Assigned task: Entries follow. Give back exactly the lines starting at the one containing "until parentheses balance." and ending at the one containing "if depth <= 0", and no other lines.
*** Information given ***
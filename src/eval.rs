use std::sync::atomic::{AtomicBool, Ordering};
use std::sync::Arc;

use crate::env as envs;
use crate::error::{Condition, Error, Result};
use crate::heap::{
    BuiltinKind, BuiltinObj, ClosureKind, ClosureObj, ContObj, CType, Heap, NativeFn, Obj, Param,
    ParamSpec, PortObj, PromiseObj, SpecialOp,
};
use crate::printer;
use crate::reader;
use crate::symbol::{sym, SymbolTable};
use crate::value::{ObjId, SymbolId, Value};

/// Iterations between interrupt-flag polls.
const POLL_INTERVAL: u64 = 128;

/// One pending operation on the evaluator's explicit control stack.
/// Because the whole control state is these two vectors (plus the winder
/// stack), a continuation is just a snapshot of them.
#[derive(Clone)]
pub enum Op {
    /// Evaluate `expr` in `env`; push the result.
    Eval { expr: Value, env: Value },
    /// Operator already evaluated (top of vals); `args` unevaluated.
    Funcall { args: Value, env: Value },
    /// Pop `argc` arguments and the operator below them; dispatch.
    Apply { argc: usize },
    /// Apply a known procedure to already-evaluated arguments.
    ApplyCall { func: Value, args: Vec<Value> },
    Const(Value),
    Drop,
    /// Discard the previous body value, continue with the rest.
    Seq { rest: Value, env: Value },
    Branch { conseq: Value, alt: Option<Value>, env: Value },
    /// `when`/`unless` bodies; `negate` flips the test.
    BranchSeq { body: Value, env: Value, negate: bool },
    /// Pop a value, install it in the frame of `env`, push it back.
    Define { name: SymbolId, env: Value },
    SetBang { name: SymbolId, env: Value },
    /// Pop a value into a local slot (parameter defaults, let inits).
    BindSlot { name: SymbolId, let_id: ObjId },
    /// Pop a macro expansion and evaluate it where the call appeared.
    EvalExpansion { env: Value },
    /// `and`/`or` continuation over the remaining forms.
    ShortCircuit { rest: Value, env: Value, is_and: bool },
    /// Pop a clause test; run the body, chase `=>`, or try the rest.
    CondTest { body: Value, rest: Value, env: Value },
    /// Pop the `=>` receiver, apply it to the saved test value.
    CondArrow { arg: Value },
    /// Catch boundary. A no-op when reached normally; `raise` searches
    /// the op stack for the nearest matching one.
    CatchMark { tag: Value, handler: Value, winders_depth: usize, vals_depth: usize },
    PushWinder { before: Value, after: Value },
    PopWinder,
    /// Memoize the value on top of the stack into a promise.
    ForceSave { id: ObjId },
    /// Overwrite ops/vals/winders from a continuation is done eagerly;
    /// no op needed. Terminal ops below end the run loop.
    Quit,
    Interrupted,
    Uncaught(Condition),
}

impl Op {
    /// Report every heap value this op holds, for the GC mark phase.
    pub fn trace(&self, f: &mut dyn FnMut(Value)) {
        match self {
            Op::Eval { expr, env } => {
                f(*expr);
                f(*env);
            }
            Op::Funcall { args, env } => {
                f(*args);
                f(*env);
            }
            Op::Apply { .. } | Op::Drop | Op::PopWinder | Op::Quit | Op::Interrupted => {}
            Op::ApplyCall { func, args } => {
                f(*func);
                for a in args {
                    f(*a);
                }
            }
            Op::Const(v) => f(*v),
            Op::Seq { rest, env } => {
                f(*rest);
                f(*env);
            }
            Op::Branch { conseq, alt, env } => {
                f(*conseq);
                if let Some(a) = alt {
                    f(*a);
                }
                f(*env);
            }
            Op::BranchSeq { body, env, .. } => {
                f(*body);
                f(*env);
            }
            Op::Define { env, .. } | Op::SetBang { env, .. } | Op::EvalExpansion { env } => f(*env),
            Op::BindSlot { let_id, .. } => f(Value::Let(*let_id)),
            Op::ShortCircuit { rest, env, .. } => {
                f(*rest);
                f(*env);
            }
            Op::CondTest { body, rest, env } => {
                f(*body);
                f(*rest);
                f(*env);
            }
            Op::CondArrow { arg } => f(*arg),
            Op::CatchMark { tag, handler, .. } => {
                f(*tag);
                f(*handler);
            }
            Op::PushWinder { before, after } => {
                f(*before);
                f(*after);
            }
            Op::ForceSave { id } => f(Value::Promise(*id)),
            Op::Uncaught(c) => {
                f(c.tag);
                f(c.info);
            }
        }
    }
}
*** End of Information given ***
*** Information given ***
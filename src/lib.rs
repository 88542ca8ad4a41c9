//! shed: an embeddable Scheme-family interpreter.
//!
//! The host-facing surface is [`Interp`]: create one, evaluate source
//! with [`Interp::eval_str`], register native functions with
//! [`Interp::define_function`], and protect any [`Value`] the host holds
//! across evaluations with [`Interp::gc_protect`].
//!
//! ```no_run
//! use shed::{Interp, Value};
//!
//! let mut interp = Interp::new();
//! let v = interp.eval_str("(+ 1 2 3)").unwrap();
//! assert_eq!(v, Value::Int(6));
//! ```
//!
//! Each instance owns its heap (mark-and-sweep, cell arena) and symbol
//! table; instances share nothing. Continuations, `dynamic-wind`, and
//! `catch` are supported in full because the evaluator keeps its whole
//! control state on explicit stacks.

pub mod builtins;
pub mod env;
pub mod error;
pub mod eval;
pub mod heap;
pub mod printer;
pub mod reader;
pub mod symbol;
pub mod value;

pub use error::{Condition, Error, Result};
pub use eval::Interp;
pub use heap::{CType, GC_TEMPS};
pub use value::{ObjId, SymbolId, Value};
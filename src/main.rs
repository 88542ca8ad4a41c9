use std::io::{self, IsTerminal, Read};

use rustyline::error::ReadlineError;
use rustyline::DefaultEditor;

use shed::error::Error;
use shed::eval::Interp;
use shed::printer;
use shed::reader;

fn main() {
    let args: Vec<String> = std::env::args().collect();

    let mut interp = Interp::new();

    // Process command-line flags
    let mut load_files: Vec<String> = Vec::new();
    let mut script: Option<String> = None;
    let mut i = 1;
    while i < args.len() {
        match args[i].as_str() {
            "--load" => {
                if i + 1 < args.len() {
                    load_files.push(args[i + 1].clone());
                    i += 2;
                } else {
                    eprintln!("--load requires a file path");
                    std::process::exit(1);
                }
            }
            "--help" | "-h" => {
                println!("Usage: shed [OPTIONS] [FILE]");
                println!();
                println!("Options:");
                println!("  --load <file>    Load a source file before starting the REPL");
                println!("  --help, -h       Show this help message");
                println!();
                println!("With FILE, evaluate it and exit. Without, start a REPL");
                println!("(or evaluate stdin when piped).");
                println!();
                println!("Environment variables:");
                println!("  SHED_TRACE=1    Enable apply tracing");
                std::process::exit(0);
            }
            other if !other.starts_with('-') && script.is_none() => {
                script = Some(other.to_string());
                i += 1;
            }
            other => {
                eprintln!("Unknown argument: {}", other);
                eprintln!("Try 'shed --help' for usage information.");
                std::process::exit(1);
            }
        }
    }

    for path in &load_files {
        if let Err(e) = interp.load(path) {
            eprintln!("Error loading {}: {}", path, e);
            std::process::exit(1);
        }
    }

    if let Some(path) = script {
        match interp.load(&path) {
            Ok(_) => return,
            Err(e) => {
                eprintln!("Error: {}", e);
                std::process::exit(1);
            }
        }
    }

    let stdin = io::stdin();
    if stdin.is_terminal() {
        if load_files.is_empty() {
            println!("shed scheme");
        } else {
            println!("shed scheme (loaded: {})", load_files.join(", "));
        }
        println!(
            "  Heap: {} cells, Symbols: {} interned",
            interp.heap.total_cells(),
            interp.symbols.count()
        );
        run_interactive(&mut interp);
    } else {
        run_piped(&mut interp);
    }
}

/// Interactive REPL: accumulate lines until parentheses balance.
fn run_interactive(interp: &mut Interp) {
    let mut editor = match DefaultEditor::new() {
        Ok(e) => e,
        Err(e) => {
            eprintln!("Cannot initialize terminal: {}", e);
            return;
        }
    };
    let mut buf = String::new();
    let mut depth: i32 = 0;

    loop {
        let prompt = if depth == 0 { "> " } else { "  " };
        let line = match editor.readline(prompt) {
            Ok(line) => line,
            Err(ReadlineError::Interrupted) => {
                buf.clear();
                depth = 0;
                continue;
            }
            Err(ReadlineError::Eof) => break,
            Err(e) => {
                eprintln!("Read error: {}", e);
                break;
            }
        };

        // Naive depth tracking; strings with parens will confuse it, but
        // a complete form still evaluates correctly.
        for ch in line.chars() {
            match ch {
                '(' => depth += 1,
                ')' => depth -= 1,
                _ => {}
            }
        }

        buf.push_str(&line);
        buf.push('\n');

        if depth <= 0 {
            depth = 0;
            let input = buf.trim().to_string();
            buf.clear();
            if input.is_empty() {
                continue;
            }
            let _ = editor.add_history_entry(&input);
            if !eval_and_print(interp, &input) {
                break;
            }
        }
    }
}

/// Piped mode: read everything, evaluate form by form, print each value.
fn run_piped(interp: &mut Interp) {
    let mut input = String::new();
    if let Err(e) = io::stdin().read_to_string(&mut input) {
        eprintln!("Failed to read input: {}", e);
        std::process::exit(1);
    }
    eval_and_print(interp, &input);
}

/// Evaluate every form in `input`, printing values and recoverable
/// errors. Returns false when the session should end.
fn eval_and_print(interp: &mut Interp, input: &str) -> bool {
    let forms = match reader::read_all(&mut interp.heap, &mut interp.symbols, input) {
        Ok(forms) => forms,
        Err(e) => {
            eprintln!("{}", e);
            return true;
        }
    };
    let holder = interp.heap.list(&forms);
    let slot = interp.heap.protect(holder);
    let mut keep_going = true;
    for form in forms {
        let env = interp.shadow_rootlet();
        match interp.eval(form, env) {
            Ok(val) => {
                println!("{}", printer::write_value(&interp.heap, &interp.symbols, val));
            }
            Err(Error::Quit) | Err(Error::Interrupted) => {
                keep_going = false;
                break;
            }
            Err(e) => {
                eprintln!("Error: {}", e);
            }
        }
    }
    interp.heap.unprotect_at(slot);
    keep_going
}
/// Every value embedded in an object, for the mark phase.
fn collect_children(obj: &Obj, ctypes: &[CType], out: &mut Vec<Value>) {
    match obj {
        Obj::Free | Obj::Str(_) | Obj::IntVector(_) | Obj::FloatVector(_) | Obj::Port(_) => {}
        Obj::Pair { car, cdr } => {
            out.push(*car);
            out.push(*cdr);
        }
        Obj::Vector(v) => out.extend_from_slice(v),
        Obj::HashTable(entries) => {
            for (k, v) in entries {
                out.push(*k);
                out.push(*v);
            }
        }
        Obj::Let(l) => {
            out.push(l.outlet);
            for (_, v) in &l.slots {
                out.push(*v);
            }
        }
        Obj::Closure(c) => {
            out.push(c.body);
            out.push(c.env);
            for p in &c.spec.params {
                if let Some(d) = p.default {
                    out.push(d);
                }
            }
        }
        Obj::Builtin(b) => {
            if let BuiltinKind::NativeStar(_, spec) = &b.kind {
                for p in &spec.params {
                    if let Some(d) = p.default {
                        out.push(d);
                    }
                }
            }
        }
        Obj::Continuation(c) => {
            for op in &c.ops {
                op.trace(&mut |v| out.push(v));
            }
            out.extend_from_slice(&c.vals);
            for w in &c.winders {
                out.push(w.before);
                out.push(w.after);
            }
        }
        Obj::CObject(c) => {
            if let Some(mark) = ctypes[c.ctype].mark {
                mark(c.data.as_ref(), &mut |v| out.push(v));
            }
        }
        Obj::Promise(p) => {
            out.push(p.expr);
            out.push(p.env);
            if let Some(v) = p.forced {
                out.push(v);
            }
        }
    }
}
*** End of Information given ***
Answer section:
/// Interactive REPL: accumulate lines until parentheses balance.
fn run_interactive(interp: &mut Interp) {
    let mut editor = match DefaultEditor::new() {
        Ok(e) => e,
        Err(e) => {
            eprintln!("Cannot initialize terminal: {}", e);
            return;
        }
    };
    let mut buf = String::new();
    let mut depth: i32 = 0;

    loop {
        let prompt = if depth == 0 { "> " } else { "  " };
        let line = match editor.readline(prompt) {
            Ok(line) => line,
            Err(ReadlineError::Interrupted) => {
                buf.clear();
                depth = 0;
                continue;
            }
            Err(ReadlineError::Eof) => break,
            Err(e) => {
                eprintln!("Read error: {}", e);
                break;
            }
        };

        // Naive depth tracking; strings with parens will confuse it, but
        // a complete form still evaluates correctly.
        for ch in line.chars() {
            match ch {
                '(' => depth += 1,
                ')' => depth -= 1,
                _ => {}
            }
        }

        buf.push_str(&line);
        buf.push('\n');

        if depth <= 0 {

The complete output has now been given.